Dataset entries
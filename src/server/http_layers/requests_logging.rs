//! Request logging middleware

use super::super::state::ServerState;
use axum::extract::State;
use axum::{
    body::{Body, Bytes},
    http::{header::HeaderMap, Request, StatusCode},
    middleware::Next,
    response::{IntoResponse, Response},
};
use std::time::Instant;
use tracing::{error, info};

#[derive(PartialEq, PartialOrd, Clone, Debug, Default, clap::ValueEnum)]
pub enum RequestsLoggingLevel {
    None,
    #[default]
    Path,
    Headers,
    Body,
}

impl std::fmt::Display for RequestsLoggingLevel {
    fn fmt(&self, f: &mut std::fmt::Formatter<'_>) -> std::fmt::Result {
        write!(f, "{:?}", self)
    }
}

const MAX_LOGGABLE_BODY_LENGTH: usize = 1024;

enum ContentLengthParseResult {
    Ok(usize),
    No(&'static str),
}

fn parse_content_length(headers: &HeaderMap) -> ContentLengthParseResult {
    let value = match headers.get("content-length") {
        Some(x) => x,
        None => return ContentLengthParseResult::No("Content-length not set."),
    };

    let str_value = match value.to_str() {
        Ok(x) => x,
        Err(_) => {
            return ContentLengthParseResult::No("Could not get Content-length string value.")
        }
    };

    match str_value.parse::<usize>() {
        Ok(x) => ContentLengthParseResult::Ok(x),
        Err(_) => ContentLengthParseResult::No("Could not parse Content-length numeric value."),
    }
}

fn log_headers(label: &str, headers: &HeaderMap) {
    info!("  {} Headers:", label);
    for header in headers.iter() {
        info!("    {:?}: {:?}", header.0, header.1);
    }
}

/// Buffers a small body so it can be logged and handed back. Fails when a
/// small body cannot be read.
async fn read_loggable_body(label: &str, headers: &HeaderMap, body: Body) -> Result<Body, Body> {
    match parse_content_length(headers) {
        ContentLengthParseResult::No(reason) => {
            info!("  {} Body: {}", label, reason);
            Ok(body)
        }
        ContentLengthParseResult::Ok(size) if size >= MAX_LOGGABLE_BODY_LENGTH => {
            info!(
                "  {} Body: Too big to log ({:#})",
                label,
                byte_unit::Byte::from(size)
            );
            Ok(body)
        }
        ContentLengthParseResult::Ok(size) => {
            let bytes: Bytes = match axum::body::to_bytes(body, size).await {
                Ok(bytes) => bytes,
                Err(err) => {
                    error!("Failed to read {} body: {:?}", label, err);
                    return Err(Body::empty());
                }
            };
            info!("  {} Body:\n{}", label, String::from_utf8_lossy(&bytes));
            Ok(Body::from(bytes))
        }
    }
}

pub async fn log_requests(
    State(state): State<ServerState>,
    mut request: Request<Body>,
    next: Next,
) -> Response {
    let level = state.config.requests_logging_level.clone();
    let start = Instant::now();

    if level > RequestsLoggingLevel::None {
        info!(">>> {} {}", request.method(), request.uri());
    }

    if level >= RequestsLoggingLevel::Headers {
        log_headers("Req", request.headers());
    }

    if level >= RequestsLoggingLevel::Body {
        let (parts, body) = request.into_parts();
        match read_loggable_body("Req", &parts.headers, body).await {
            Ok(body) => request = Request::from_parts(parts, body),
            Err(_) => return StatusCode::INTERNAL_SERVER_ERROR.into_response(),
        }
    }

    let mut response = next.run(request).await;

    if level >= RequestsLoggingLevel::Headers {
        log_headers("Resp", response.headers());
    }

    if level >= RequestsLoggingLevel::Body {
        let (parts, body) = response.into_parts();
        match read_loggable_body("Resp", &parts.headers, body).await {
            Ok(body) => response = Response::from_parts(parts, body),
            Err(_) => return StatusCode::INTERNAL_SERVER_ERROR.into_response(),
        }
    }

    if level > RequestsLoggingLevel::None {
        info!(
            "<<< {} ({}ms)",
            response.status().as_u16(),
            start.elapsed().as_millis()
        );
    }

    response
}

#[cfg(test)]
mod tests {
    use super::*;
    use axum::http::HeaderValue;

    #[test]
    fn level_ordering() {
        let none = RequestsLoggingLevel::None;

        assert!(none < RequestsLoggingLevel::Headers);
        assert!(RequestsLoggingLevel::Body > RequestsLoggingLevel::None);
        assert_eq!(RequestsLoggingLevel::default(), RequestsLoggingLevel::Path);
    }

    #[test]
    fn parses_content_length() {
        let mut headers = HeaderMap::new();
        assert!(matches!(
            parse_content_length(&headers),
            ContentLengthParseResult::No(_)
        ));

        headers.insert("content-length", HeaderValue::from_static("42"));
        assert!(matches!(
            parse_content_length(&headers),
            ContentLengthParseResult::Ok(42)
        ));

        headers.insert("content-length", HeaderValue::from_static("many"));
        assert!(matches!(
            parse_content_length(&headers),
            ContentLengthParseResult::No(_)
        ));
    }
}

Task objective:
The full data, transcribed without change, is the expected answer.

Answer space:
filename src/server/http_layers/requests_logging.rs
//! Request logging middleware

use super::super::state::ServerState;
use axum::extract::State;
use axum::{
    body::{Body, Bytes},
    http::{header::HeaderMap, Request, StatusCode},
    middleware::Next,
    response::{IntoResponse, Response},
};
use std::time::Instant;
use tracing::{error, info};

#[derive(PartialEq, PartialOrd, Clone, Debug, Default, clap::ValueEnum)]
pub enum RequestsLoggingLevel {
    None,
    #[default]
    Path,
    Headers,
    Body,
}

impl std::fmt::Display for RequestsLoggingLevel {
    fn fmt(&self, f: &mut std::fmt::Formatter<'_>) -> std::fmt::Result {
        write!(f, "{:?}", self)
    }
}

const MAX_LOGGABLE_BODY_LENGTH: usize = 1024;

enum ContentLengthParseResult {
    Ok(usize),
    No(&'static str),
}

fn parse_content_length(headers: &HeaderMap) -> ContentLengthParseResult {
    let value = match headers.get("content-length") {
        Some(x) => x,
        None => return ContentLengthParseResult::No("Content-length not set."),
    };

    let str_value = match value.to_str() {
        Ok(x) => x,
        Err(_) => {
            return ContentLengthParseResult::No("Could not get Content-length string value.")
        }
    };

    match str_value.parse::<usize>() {
        Ok(x) => ContentLengthParseResult::Ok(x),
        Err(_) => ContentLengthParseResult::No("Could not parse Content-length numeric value."),
    }
}

fn log_headers(label: &str, headers: &HeaderMap) {
    info!("  {} Headers:", label);
    for header in headers.iter() {
        info!("    {:?}: {:?}", header.0, header.1);
    }
}

/// Buffers a small body so it can be logged and handed back. Fails when a
/// small body cannot be read.
async fn read_loggable_body(label: &str, headers: &HeaderMap, body: Body) -> Result<Body, Body> {
    match parse_content_length(headers) {
        ContentLengthParseResult::No(reason) => {
            info!("  {} Body: {}", label, reason);
            Ok(body)
        }
        ContentLengthParseResult::Ok(size) if size >= MAX_LOGGABLE_BODY_LENGTH => {
            info!(
                "  {} Body: Too big to log ({:#})",
                label,
                byte_unit::Byte::from(size)
            );
            Ok(body)
        }
        ContentLengthParseResult::Ok(size) => {
            let bytes: Bytes = match axum::body::to_bytes(body, size).await {
                Ok(bytes) => bytes,
                Err(err) => {
                    error!("Failed to read {} body: {:?}", label, err);
                    return Err(Body::empty());
                }
            };
            info!("  {} Body:\n{}", label, String::from_utf8_lossy(&bytes));
            Ok(Body::from(bytes))
        }
    }
}

pub async fn log_requests(
    State(state): State<ServerState>,
    mut request: Request<Body>,
    next: Next,
) -> Response {
    let level = state.config.requests_logging_level.clone();
    let start = Instant::now();

    if level > RequestsLoggingLevel::None {
        info!(">>> {} {}", request.method(), request.uri());
    }

    if level >= RequestsLoggingLevel::Headers {
        log_headers("Req", request.headers());
    }

    if level >= RequestsLoggingLevel::Body {
        let (parts, body) = request.into_parts();
        match read_loggable_body("Req", &parts.headers, body).await {
            Ok(body) => request = Request::from_parts(parts, body),
            Err(_) => return StatusCode::INTERNAL_SERVER_ERROR.into_response(),
        }
    }

    let mut response = next.run(request).await;

    if level >= RequestsLoggingLevel::Headers {
        log_headers("Resp", response.headers());
    }

    if level >= RequestsLoggingLevel::Body {
        let (parts, body) = response.into_parts();
        match read_loggable_body("Resp", &parts.headers, body).await {
            Ok(body) => response = Response::from_parts(parts, body),
            Err(_) => return StatusCode::INTERNAL_SERVER_ERROR.into_response(),
        }
    }

    if level > RequestsLoggingLevel::None {
        info!(
            "<<< {} ({}ms)",
            response.status().as_u16(),
            start.elapsed().as_millis()
        );
    }

    response
}

#[cfg(test)]
mod tests {
    use super::*;
    use axum::http::HeaderValue;

    #[test]
    fn level_ordering() {
        let none = RequestsLoggingLevel::None;

        assert!(none < RequestsLoggingLevel::Headers);
        assert!(RequestsLoggingLevel::Body > RequestsLoggingLevel::None);
        assert_eq!(RequestsLoggingLevel::default(), RequestsLoggingLevel::Path);
    }

    #[test]
    fn parses_content_length() {
        let mut headers = HeaderMap::new();
        assert!(matches!(
            parse_content_length(&headers),
            ContentLengthParseResult::No(_)
        ));

        headers.insert("content-length", HeaderValue::from_static("42"));
        assert!(matches!(
            parse_content_length(&headers),
            ContentLengthParseResult::Ok(42)
        ));

        headers.insert("content-length", HeaderValue::from_static("many"));
        assert!(matches!(
            parse_content_length(&headers),
            ContentLengthParseResult::No(_)
        ));
    }
}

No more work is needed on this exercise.